I went to Texas for my Birthday. Had an absolutely awesome time. Didn't get to see everyone I wanted to, and those I did see I didn't get to spend enough time with. Still, there was food, and alcohol, and singing, and hugging, and alcohol. Good times.
Every year except last year, I've made two State of the Union addresses, one on my birthday, and one at New Year's. This year, doing one poses a bit of a challenge.
I didn't turn an exceptional number this year. I didn't move. I didn't embark upon a new career. I'm not in a relationship (no surprise there, right?). So what was this year about?
I'm old. I really am. I think of myself as a young man, just now finding his way in life. I feel barely into adulthood. But I'm in my thirties now. When I was a kid, that was old. When I was a teenager, that was old. When I was in my twenties, that was old. I find myself believing that age is only a state of mind. Really, who thinks that when they're not old? (Other than chicks who want to date old guys - which, for the record, I approve of, now that I'm old!)
But this has been an extraordinarily good year. Nothing momentous happened, either good or bad. And that has allowed me to accomplish more in terms of small steps in the right direction. A few small examples:
1) I've been going to the gym almost daily for over a year. I am now the biggest and most muscular I've ever been - which means that I could easily win a fight with a small child. Well, if it's a girl. And I have the element of surprise. Still, more manly than ever before!

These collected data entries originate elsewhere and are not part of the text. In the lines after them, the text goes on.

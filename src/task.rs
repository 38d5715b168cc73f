//! Messages exchanged between the parent thread and an encode worker.

use serde::{Deserialize, Serialize};

use crate::error::{Result, SilkWorkerError};

/// A single encode request.
#[derive(Debug, Clone, PartialEq, Eq, Serialize, Deserialize)]
#[serde(rename_all = "camelCase")]
pub struct EncodeTask {
    /// WAV file bytes or raw s16le mono PCM
    pub input: Vec<u8>,
    /// Sample rate of raw PCM input in Hz (a WAV header takes precedence)
    pub sample_rate: u32,
}

impl EncodeTask {
    pub fn new(input: impl Into<Vec<u8>>, sample_rate: u32) -> Self {
        Self {
            input: input.into(),
            sample_rate,
        }
    }
}

/// Output of a successful encode.
#[derive(Debug, Clone, PartialEq, Eq, Serialize, Deserialize)]
pub struct EncodeResult {
    /// SILK bitstream
    pub data: Vec<u8>,
    /// Encoded audio duration in milliseconds
    pub duration: u64,
}

/// What a worker posts back for each task message.
///
/// Serialized untagged: a success is the transform's value as-is, a failure
/// is `{ "error": "<message>" }`.
#[derive(Debug, Clone, PartialEq, Eq, Serialize, Deserialize)]
#[serde(untagged)]
pub enum Reply<T> {
    Err { error: String },
    Ok(T),
}

impl<T> Reply<T> {
    pub fn from_result<E: std::fmt::Display>(result: std::result::Result<T, E>) -> Self {
        match result {
            Ok(value) => Reply::Ok(value),
            Err(e) => Reply::Err {
                error: e.to_string(),
            },
        }
    }

    pub fn is_ok(&self) -> bool {
        matches!(self, Reply::Ok(_))
    }

    /// The error text, if this reply is a failure.
    pub fn error(&self) -> Option<&str> {
        match self {
            Reply::Err { error } => Some(error),
            Reply::Ok(_) => None,
        }
    }

    /// Convert back into a `Result`, wrapping the error text as an encoder failure.
    pub fn into_result(self) -> Result<T> {
        match self {
            Reply::Ok(value) => Ok(value),
            Reply::Err { error } => Err(SilkWorkerError::EncoderFailure { reason: error }),
        }
    }
}

#[cfg(test)]
mod tests {
    use super::*;
    use pretty_assertions::assert_eq;

    #[test]
    fn test_task_wire_format() {
        let task = EncodeTask::new(vec![1u8, 2], 24000);
        let json = serde_json::to_value(&task).unwrap();
        assert_eq!(json, serde_json::json!({ "input": [1, 2], "sampleRate": 24000 }));
    }

    #[test]
    fn test_error_reply_wire_format() {
        let reply: Reply<EncodeResult> = Reply::from_result(Err("boom"));
        let json = serde_json::to_value(&reply).unwrap();
        assert_eq!(json, serde_json::json!({ "error": "boom" }));
    }

    #[test]
    fn test_ok_reply_is_bare_value() {
        let reply = Reply::Ok(EncodeResult {
            data: vec![7],
            duration: 20,
        });
        let json = serde_json::to_value(&reply).unwrap();
        assert_eq!(json, serde_json::json!({ "data": [7], "duration": 20 }));

        let back: Reply<EncodeResult> = serde_json::from_value(json).unwrap();
        assert!(back.is_ok());
    }

    #[test]
    fn test_into_result_keeps_message() {
        let reply: Reply<u32> = Reply::Err {
            error: "nope".to_string(),
        };
        let err = reply.into_result().unwrap_err();
        assert_eq!(err.to_string(), "nope");
    }
}
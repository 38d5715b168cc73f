//! Mock SILK encoder for testing
//!
//! Doesn't run the codec but produces a stream with the same outer shape:
//! header, then one length-prefixed payload per 20 ms frame. Each payload is
//! the frame's sample sum, so output depends deterministically on input.

use std::sync::atomic::{AtomicUsize, Ordering};

use super::pcm::prepare_input;
use super::{stream_header, SilkEncoder};
use crate::config::EncoderConfig;
use crate::error::{Result, SilkWorkerError};
use crate::task::EncodeResult;

/// Mock SILK encoder
pub struct MockSilkEncoder {
    config: EncoderConfig,
    failure: Option<String>,
    calls: AtomicUsize,
}

impl MockSilkEncoder {
    pub fn new() -> Self {
        Self::with_config(EncoderConfig::default())
    }

    pub fn with_config(config: EncoderConfig) -> Self {
        Self {
            config,
            failure: None,
            calls: AtomicUsize::new(0),
        }
    }

    /// An encoder whose every call fails with `message`
    pub fn failing(message: impl Into<String>) -> Self {
        Self {
            failure: Some(message.into()),
            ..Self::new()
        }
    }

    /// Number of `encode` calls so far
    pub fn calls(&self) -> usize {
        self.calls.load(Ordering::SeqCst)
    }
}

impl Default for MockSilkEncoder {
    fn default() -> Self {
        Self::new()
    }
}

impl SilkEncoder for MockSilkEncoder {
    fn name(&self) -> &str {
        "mock-silk"
    }

    fn encode(&self, input: &[u8], sample_rate: u32) -> Result<EncodeResult> {
        self.calls.fetch_add(1, Ordering::SeqCst);

        if let Some(message) = &self.failure {
            return Err(SilkWorkerError::encoder(message.clone()));
        }

        let pcm = prepare_input(input, sample_rate)?;

        let mut data = stream_header(&self.config);
        for frame in pcm.samples.chunks(pcm.frame_len()) {
            let sum: i32 = frame.iter().map(|&s| s as i32).sum();
            data.extend_from_slice(&4u16.to_le_bytes());
            data.extend_from_slice(&sum.to_le_bytes());
        }

        Ok(EncodeResult {
            data,
            duration: pcm.duration_ms(),
        })
    }
}
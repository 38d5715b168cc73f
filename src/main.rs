//! silkworker CLI
//!
//! Command-line front end that encodes audio files on background workers.

use anyhow::Context;
use clap::Parser;
use tracing::info;
use tracing_subscriber::EnvFilter;

use silkworker::cli::{commands, Cli, Commands};

#[tokio::main]
async fn main() -> anyhow::Result<()> {
    let cli = Cli::parse();

    let default_level = if cli.verbose { "debug" } else { "info" };
    tracing_subscriber::fmt()
        .with_env_filter(
            EnvFilter::try_from_default_env().unwrap_or_else(|_| EnvFilter::new(default_level)),
        )
        .init();

    info!("silkworker v{}", env!("CARGO_PKG_VERSION"));

    let config = commands::load_config(cli.config.as_deref()).context("loading configuration")?;

    match cli.command {
        Commands::Encode {
            input,
            output,
            sample_rate,
            mock,
        } => commands::encode(&input, output.as_deref(), sample_rate, mock, &config)
            .await
            .with_context(|| format!("encoding {}", input.display()))?,
        Commands::Batch {
            dir,
            sample_rate,
            mock,
        } => {
            let summary = commands::batch(&dir, sample_rate, mock, &config)
                .await
                .with_context(|| format!("encoding files in {}", dir.display()))?;
            if !summary.failed.is_empty() {
                anyhow::bail!("{} files failed to encode", summary.failed.len());
            }
        }
    }

    Ok(())
}
//! Input preparation for the SILK encoder
//!
//! Tasks carry either a complete WAV file or bare s16le mono PCM. Both are
//! normalised to a mono `i16` sample buffer plus the rate it was recorded at.

use std::io::Cursor;

use hound::{SampleFormat, WavReader};

use crate::error::{Result, SilkWorkerError};

/// Sample rates the SILK encoder accepts as input
pub const SUPPORTED_SAMPLE_RATES: [u32; 7] = [8000, 12000, 16000, 24000, 32000, 44100, 48000];

/// Mono 16-bit PCM ready for encoding
#[derive(Debug, Clone, PartialEq, Eq)]
pub struct PcmInput {
    pub samples: Vec<i16>,
    pub sample_rate: u32,
}

impl PcmInput {
    /// Duration in whole milliseconds
    pub fn duration_ms(&self) -> u64 {
        self.samples.len() as u64 * 1000 / self.sample_rate as u64
    }

    /// Samples per 20 ms SILK frame at this rate
    pub fn frame_len(&self) -> usize {
        (self.sample_rate / 50) as usize
    }

    pub fn to_le_bytes(&self) -> Vec<u8> {
        self.samples.iter().flat_map(|s| s.to_le_bytes()).collect()
    }
}

/// Whether `input` starts with a RIFF/WAVE header
pub fn is_wav(input: &[u8]) -> bool {
    input.len() >= 12 && &input[0..4] == b"RIFF" && &input[8..12] == b"WAVE"
}

/// Normalise task input into mono PCM.
///
/// A WAV header's sample rate overrides `sample_rate`.
///
/// # Errors
/// * `EmptyAudio` - no samples after decoding
/// * `InvalidAudio` - malformed WAV or odd-length raw PCM
/// * `UnsupportedFormat` - WAV that is not 16-bit integer PCM
/// * `UnsupportedSampleRate` - rate SILK cannot encode
pub fn prepare_input(input: &[u8], sample_rate: u32) -> Result<PcmInput> {
    let pcm = if is_wav(input) {
        decode_wav(input)?
    } else {
        decode_raw(input, sample_rate)?
    };

    if !SUPPORTED_SAMPLE_RATES.contains(&pcm.sample_rate) {
        return Err(SilkWorkerError::UnsupportedSampleRate {
            sample_rate: pcm.sample_rate,
        });
    }
    if pcm.samples.is_empty() {
        return Err(SilkWorkerError::EmptyAudio);
    }

    Ok(pcm)
}

fn decode_raw(input: &[u8], sample_rate: u32) -> Result<PcmInput> {
    if input.len() % 2 != 0 {
        return Err(SilkWorkerError::InvalidAudio {
            reason: format!("raw PCM length {} is not a whole number of s16 samples", input.len()),
            source: None,
        });
    }
    let samples = input
        .chunks_exact(2)
        .map(|b| i16::from_le_bytes([b[0], b[1]]))
        .collect();
    Ok(PcmInput {
        samples,
        sample_rate,
    })
}

fn decode_wav(input: &[u8]) -> Result<PcmInput> {
    let reader = WavReader::new(Cursor::new(input)).map_err(|e| SilkWorkerError::InvalidAudio {
        reason: format!("Failed to parse WAV header: {}", e),
        source: Some(Box::new(e)),
    })?;

    let spec = reader.spec();
    if spec.sample_format != SampleFormat::Int || spec.bits_per_sample != 16 {
        return Err(SilkWorkerError::UnsupportedFormat {
            format: format!(
                "{}-bit {:?} WAV (only 16-bit integer PCM supported)",
                spec.bits_per_sample, spec.sample_format
            ),
        });
    }

    let interleaved = reader
        .into_samples::<i16>()
        .collect::<std::result::Result<Vec<_>, _>>()
        .map_err(|e| SilkWorkerError::InvalidAudio {
            reason: format!("Failed to read WAV samples: {}", e),
            source: Some(Box::new(e)),
        })?;

    let channels = spec.channels.max(1) as usize;
    let samples = if channels == 1 {
        interleaved
    } else {
        downmix(&interleaved, channels)
    };

    Ok(PcmInput {
        samples,
        sample_rate: spec.sample_rate,
    })
}

/// Average interleaved channels into one. A trailing partial frame is dropped.
fn downmix(interleaved: &[i16], channels: usize) -> Vec<i16> {
    interleaved
        .chunks_exact(channels)
        .map(|frame| {
            let sum: i32 = frame.iter().map(|&s| s as i32).sum();
            (sum / channels as i32) as i16
        })
        .collect()
}

#[cfg(test)]
mod tests {
    use super::*;
    use hound::{WavSpec, WavWriter};
    use pretty_assertions::assert_eq;

    fn wav_bytes(samples: &[i16], channels: u16, sample_rate: u32) -> Vec<u8> {
        let spec = WavSpec {
            channels,
            sample_rate,
            bits_per_sample: 16,
            sample_format: SampleFormat::Int,
        };
        let mut cursor = Cursor::new(Vec::new());
        {
            let mut writer = WavWriter::new(&mut cursor, spec).unwrap();
            for &s in samples {
                writer.write_sample(s).unwrap();
            }
            writer.finalize().unwrap();
        }
        cursor.into_inner()
    }

    #[test]
    fn test_raw_pcm() {
        let pcm = prepare_input(&[0x01, 0x00, 0xff, 0xff], 16000).unwrap();
        assert_eq!(pcm.samples, vec![1, -1]);
        assert_eq!(pcm.sample_rate, 16000);
    }

    #[test]
    fn test_raw_pcm_odd_length() {
        let err = prepare_input(&[0, 0, 0], 16000).unwrap_err();
        assert_eq!(err.error_code(), "INVALID_AUDIO");
    }

    #[test]
    fn test_empty_input() {
        let err = prepare_input(&[], 24000).unwrap_err();
        assert_eq!(err.error_code(), "EMPTY_AUDIO");
    }

    #[test]
    fn test_unsupported_rate() {
        let err = prepare_input(&[0, 0], 22050).unwrap_err();
        assert_eq!(err.to_string(), "Unsupported sample rate: 22050 Hz");
    }

    #[test]
    fn test_wav_rate_overrides_task_rate() {
        let bytes = wav_bytes(&[10, 20, 30], 1, 48000);
        assert!(is_wav(&bytes));

        let pcm = prepare_input(&bytes, 8000).unwrap();
        assert_eq!(pcm.sample_rate, 48000);
        assert_eq!(pcm.samples, vec![10, 20, 30]);
    }

    #[test]
    fn test_stereo_wav_downmixed() {
        let bytes = wav_bytes(&[100, 200, -50, 50], 2, 16000);
        let pcm = prepare_input(&bytes, 16000).unwrap();
        assert_eq!(pcm.samples, vec![150, 0]);
    }

    #[test]
    fn test_float_wav_rejected() {
        let spec = WavSpec {
            channels: 1,
            sample_rate: 16000,
            bits_per_sample: 32,
            sample_format: SampleFormat::Float,
        };
        let mut cursor = Cursor::new(Vec::new());
        {
            let mut writer = WavWriter::new(&mut cursor, spec).unwrap();
            writer.write_sample(0.5f32).unwrap();
            writer.finalize().unwrap();
        }
        let err = prepare_input(&cursor.into_inner(), 16000).unwrap_err();
        assert_eq!(err.error_code(), "UNSUPPORTED_FORMAT");
    }

    #[test]
    fn test_duration_ms() {
        let pcm = PcmInput {
            samples: vec![0; 24000],
            sample_rate: 24000,
        };
        assert_eq!(pcm.duration_ms(), 1000);
        assert_eq!(pcm.frame_len(), 480);
    }
}
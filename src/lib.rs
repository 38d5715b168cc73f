//! silkworker - SILK encoding in a background worker
//!
//! A worker thread listens on a port for encode tasks (`{ input, sampleRate }`),
//! hands each one to a SILK encoder, and posts back either the encoded stream
//! or `{ error }`.
//!
//! # Architecture
//!
//! - `worker`: thread spawning and the parent/worker port pair
//! - `relay`: the receive, transform, reply loop that runs inside the worker
//! - `encoder`: the `SilkEncoder` seam, input preparation, implementations

pub mod cli;
pub mod config;
pub mod encoder;
pub mod error;
pub mod relay;
pub mod task;
pub mod worker;

pub use config::{EncoderConfig, WorkerConfig};
pub use encoder::{default_encoder, MockSilkEncoder, SilkEncoder};
pub use error::{Result, SilkWorkerError};
pub use relay::recv_task;
pub use task::{EncodeResult, EncodeTask, Reply};
pub use worker::{channel_pair, encode_once, spawn_encode_worker, ParentPort, WorkerHandle, WorkerPort};
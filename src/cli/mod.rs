//! CLI Module
//!
//! Command-line interface for encoding audio files through a silk worker.

pub mod commands;

use clap::{Parser, Subcommand};
use std::path::PathBuf;

/// silkworker - encode audio to SILK on a background worker
#[derive(Parser, Debug)]
#[command(name = "silkworker")]
#[command(version, about, long_about = None)]
pub struct Cli {
    /// Enable verbose output
    #[arg(short, long, global = true)]
    pub verbose: bool,

    /// JSON config file (defaults and SILKWORKER_* env vars otherwise)
    #[arg(short, long, global = true)]
    pub config: Option<PathBuf>,

    #[command(subcommand)]
    pub command: Commands,
}

#[derive(Subcommand, Debug)]
pub enum Commands {
    /// Encode a single WAV or raw PCM file
    #[command(name = "encode")]
    Encode {
        /// Input audio file
        input: PathBuf,

        /// Output path (default: input with a .silk extension)
        #[arg(short, long)]
        output: Option<PathBuf>,

        /// Sample rate of raw PCM input
        #[arg(short = 'r', long, default_value_t = 24000)]
        sample_rate: u32,

        /// Use the mock encoder
        #[arg(long)]
        mock: bool,
    },

    /// Encode every .wav and .pcm file under a directory
    #[command(name = "batch")]
    Batch {
        /// Directory to scan
        dir: PathBuf,

        /// Sample rate of raw PCM inputs
        #[arg(short = 'r', long, default_value_t = 24000)]
        sample_rate: u32,

        /// Use the mock encoder
        #[arg(long)]
        mock: bool,
    },
}
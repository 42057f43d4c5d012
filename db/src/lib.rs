pub mod filters;
pub mod models;
pub mod test_utils;

use sea_orm::{Database, DatabaseConnection, DbErr};
use std::path::Path;
use util::config;

/// Opens the application database.
///
/// `DATABASE_PATH` may be a full DSN or a plain SQLite file path, in which
/// case the parent directory is created and the file is opened in `rwc` mode.
pub async fn connect() -> Result<DatabaseConnection, DbErr> {
    let path_or_url = config::database_path();
    let url = if path_or_url.starts_with("sqlite:")
        || path_or_url.starts_with("postgres://")
        || path_or_url.starts_with("mysql://")
    {
        path_or_url
    } else {
        // SQLite won't create intermediate dirs.
        if let Some(parent) = Path::new(&path_or_url).parent() {
            let _ = std::fs::create_dir_all(parent);
        }
        format!("sqlite://{path_or_url}?mode=rwc")
    };

    tracing::info!(url = %url, "Connecting to database");
    Database::connect(&url).await
}
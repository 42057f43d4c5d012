use sea_orm_migration::prelude::*;

pub struct Migration;

impl MigrationName for Migration {
    fn name(&self) -> &str {
        "m202510190005_create_teams"
    }
}

#[async_trait::async_trait]
impl MigrationTrait for Migration {
    async fn up(&self, manager: &SchemaManager) -> Result<(), DbErr> {
        manager
            .create_table(
                Table::create()
                    .table(Alias::new("teams"))
                    .if_not_exists()
                    .col(ColumnDef::new(Alias::new("id")).integer().not_null().auto_increment().primary_key())
                    .col(ColumnDef::new(Alias::new("name")).string().not_null())
                    .col(ColumnDef::new(Alias::new("city")).string().not_null())
                    .col(ColumnDef::new(Alias::new("created_at")).timestamp().not_null().default(Expr::cust("CURRENT_TIMESTAMP")))
                    .col(ColumnDef::new(Alias::new("updated_at")).timestamp().not_null().default(Expr::cust("CURRENT_TIMESTAMP")))
                    .to_owned(),
            )
            .await
    }

    async fn down(&self, manager: &SchemaManager) -> Result<(), DbErr> {
        manager
            .drop_table(Table::drop().table(Alias::new("teams")).to_owned())
            .await
    }
}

2) I've been paying off my college debts. My original plan was to pay those off within the first two years of graduating. Well, eight years later, I'm now planning on paying them off within the first thirty years of graduating. Financial responsibility - that's what I'm all about!
3) I've gone back to work on my long, long delayed studio CDs. After the fiasco that was "Right Out of the Blue," I went back to work on a Rock and a Country CD. Then I moved to New Orleans. Then I moved to Las Vegas. Then I moved to Houston. Then I lived in a van, down by the river. But now I've gone back to working on them. In fact, I really should be working on them right now, instead of blogging. Crap.
But really, what was this year about?
I visited my grandmother's grave while I was in Texas. I didn't go there to communicate with her; I'm not really sure I believe in the concept of a "soul," but if there is one, it's sure not in the ground. But I did want a moment to remember her - she was one of my biggest supporters when it came to my decision to be a musician. She was so proud of every step I took. In a way, I was almost glad she didn't see when I was floundering, trying to find my way. But I do wish she could see me now.
I know who I am now, more than I ever have. I know what I want to do, and I'm doing it. I know who I want to be, and I'm working on being that person. I guess maybe in that way I am old, because I'm not searching for who to be, what to do, how to do it... I know now. And I'm heading there.
Will there be setbacks? I'm sure. Will there be surprises? I hope so. Will life be at all like I expect? Highly doubtful. Will I make mistakes, both small and gargantuan? Of course. But I know that I'm heading in the right direction.
What was this year about? Being happy. I'm not content, and hope to never be. But I am happy.